[Stored items]
-.-.-
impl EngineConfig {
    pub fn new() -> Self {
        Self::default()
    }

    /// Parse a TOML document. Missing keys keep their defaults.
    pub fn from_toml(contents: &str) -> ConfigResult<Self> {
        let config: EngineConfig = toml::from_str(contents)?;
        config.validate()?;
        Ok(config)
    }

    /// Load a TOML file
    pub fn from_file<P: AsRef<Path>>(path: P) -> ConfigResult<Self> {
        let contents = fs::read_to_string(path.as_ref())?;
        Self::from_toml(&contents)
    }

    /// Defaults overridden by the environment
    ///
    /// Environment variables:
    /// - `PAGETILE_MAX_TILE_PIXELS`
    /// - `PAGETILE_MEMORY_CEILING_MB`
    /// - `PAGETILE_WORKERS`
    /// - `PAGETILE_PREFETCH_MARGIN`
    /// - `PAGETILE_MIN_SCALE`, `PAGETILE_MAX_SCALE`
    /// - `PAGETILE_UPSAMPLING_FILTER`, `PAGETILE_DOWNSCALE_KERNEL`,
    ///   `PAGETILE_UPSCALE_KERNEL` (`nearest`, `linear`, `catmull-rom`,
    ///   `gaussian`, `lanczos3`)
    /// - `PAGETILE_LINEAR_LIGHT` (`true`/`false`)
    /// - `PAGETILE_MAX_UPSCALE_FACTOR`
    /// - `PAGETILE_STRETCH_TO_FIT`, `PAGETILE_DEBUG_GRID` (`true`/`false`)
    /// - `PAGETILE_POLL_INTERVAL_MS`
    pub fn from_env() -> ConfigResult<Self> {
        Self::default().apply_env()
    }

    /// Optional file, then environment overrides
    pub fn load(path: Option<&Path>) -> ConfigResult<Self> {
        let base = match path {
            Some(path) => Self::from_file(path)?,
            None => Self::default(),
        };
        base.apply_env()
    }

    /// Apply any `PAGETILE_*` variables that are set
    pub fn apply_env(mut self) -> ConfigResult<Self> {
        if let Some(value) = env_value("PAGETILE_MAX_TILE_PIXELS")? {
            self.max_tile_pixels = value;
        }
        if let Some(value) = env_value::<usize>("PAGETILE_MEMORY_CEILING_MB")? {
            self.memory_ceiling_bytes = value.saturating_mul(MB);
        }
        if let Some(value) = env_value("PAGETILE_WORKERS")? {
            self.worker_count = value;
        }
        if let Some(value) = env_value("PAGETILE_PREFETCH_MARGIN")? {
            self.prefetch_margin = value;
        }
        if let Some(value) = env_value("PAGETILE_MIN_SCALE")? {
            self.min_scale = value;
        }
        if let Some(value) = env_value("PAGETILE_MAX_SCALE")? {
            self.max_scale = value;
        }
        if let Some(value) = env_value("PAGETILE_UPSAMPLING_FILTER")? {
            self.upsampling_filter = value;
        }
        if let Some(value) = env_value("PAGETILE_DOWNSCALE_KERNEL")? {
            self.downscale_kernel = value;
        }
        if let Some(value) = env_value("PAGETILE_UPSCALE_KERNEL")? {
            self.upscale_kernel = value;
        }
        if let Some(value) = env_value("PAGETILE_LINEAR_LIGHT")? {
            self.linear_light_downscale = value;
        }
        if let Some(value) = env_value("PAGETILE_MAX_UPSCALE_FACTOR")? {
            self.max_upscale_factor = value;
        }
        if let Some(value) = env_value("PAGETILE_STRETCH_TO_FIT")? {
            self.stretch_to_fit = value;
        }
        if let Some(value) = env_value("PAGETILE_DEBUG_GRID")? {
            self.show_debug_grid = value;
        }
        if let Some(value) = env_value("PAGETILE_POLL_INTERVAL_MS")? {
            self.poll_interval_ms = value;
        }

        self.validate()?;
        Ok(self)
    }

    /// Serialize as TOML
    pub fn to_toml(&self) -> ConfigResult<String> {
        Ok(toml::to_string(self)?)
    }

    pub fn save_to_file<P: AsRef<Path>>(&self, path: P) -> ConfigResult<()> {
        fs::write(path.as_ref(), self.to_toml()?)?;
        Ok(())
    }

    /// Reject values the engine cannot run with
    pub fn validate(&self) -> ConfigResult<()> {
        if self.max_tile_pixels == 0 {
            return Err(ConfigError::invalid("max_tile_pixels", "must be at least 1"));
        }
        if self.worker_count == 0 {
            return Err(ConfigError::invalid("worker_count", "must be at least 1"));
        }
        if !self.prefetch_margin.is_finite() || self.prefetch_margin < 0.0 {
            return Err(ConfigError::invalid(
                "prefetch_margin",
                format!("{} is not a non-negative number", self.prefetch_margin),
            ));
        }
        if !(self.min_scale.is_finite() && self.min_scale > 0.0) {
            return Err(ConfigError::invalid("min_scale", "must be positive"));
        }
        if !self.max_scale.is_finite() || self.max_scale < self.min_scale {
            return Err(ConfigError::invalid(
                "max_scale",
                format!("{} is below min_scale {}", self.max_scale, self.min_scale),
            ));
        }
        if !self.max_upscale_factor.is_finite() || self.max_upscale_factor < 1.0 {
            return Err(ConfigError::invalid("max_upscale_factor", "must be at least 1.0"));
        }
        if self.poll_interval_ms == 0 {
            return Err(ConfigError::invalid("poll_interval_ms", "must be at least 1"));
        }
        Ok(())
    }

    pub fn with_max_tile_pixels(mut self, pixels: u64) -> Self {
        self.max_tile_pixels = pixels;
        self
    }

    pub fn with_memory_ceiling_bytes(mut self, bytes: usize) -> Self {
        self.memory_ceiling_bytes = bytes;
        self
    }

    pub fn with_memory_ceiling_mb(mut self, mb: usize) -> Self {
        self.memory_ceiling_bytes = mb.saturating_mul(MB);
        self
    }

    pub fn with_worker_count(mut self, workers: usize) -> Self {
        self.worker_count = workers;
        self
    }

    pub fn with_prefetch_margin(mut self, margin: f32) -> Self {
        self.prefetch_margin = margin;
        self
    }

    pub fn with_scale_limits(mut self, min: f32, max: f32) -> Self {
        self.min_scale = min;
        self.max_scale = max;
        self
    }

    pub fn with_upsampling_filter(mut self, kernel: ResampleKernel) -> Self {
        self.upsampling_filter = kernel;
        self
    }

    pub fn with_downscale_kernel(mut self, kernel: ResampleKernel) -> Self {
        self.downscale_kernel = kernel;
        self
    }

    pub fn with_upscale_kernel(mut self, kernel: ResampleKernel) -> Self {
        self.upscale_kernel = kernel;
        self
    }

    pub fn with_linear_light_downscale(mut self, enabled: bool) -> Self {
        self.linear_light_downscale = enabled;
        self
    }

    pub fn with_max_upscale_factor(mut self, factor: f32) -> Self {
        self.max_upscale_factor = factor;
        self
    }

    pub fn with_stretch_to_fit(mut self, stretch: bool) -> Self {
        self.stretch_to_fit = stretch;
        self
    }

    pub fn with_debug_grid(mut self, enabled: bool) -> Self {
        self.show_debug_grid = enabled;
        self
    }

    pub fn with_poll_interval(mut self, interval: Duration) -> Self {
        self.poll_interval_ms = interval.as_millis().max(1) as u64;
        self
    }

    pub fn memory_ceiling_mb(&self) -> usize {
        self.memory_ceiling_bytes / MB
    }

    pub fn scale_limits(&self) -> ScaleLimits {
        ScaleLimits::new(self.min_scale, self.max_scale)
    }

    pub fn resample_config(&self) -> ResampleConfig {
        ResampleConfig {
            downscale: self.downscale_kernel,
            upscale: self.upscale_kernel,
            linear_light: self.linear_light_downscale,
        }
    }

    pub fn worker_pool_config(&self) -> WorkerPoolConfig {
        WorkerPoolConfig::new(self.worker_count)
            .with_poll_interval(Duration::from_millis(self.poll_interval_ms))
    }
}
-.-.-
Your task - Copy the lines above exactly, beginning at the line that has "pub fn with_prefetch_margin(mut" and stopping after the line that has "pub fn with_downscale_kernel(mut", and omit the rest.

Response -
    pub fn with_prefetch_margin(mut self, margin: f32) -> Self {
        self.prefetch_margin = margin;
        self
    }

    pub fn with_scale_limits(mut self, min: f32, max: f32) -> Self {
        self.min_scale = min;
        self.max_scale = max;
        self
    }

    pub fn with_upsampling_filter(mut self, kernel: ResampleKernel) -> Self {
        self.upsampling_filter = kernel;
        self
    }

    pub fn with_downscale_kernel(mut self, kernel: ResampleKernel) -> Self {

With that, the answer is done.